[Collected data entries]
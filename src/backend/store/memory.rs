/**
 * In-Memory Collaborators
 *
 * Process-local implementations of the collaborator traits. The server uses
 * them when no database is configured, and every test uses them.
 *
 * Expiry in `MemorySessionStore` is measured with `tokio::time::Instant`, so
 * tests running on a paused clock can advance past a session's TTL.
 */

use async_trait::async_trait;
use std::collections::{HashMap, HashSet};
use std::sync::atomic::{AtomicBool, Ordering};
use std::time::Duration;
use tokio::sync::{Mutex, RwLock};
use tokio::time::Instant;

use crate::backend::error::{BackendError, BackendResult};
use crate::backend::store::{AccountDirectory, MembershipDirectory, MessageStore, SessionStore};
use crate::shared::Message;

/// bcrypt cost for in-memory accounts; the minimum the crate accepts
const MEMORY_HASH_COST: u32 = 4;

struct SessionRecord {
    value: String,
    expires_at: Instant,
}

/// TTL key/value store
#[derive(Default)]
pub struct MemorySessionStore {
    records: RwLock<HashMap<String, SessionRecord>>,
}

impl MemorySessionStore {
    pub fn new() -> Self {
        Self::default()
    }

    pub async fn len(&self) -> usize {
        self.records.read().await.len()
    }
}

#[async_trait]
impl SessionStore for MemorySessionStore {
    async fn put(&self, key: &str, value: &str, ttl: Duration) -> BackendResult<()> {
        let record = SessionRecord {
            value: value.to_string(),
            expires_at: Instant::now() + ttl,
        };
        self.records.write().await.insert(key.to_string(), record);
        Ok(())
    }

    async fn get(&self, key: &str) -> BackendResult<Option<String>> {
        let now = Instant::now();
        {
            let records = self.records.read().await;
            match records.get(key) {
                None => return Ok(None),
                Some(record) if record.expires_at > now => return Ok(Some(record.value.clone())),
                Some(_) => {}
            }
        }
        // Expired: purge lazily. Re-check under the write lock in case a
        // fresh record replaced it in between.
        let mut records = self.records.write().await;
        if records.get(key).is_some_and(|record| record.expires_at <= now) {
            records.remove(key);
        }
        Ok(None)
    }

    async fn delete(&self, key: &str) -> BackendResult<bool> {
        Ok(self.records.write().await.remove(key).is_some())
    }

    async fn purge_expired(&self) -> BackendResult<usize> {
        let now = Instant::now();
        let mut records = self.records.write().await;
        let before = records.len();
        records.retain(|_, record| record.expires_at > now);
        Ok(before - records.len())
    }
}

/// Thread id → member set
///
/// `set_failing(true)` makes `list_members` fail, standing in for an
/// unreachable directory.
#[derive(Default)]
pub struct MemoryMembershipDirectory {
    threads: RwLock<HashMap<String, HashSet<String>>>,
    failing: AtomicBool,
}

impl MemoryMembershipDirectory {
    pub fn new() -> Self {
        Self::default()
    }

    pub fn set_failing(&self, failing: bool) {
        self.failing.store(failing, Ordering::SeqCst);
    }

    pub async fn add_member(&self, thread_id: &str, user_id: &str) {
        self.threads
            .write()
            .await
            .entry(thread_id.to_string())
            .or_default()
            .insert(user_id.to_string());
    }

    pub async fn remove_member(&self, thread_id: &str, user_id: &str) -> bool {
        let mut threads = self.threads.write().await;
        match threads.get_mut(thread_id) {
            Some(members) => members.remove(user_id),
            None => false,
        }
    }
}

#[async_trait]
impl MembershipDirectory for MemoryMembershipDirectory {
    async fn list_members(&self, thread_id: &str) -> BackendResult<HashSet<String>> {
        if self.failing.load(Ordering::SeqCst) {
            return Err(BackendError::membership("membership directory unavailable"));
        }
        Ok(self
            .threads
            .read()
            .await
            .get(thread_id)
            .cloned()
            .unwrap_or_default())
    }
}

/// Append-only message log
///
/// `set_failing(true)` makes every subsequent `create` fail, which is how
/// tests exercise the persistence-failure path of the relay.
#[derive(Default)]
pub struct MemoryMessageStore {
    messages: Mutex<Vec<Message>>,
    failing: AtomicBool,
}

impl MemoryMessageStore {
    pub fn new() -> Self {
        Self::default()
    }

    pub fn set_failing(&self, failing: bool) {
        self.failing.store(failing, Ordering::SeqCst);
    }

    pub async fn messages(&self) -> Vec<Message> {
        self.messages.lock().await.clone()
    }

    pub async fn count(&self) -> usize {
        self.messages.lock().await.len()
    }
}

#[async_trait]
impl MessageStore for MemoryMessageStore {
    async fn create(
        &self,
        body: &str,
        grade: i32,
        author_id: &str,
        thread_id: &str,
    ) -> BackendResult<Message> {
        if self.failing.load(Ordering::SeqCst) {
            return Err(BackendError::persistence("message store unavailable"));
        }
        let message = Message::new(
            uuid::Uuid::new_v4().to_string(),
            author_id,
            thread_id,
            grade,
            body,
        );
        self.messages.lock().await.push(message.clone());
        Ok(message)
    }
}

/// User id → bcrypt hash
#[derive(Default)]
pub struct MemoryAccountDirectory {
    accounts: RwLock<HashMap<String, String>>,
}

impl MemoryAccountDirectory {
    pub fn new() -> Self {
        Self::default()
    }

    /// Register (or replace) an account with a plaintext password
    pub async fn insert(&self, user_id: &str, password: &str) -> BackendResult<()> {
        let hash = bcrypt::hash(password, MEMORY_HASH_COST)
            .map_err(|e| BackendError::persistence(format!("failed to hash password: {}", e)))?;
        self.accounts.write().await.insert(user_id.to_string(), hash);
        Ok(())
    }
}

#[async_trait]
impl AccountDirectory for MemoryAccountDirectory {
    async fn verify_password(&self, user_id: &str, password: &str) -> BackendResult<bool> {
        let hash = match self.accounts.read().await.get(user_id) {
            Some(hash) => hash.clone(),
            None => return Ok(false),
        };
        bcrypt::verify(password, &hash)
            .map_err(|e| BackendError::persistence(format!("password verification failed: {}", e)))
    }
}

▸ Task goal: Using the entries above, return exactly the lines from the line with "records.remove(key);" to the line with "records.retain(|_, record| record.expires_at", counting both of those lines.

▸ Written response:
            records.remove(key);
        }
        Ok(None)
    }

    async fn delete(&self, key: &str) -> BackendResult<bool> {
        Ok(self.records.write().await.remove(key).is_some())
    }

    async fn purge_expired(&self) -> BackendResult<usize> {
        let now = Instant::now();
        let mut records = self.records.write().await;
        let before = records.len();
        records.retain(|_, record| record.expires_at > now);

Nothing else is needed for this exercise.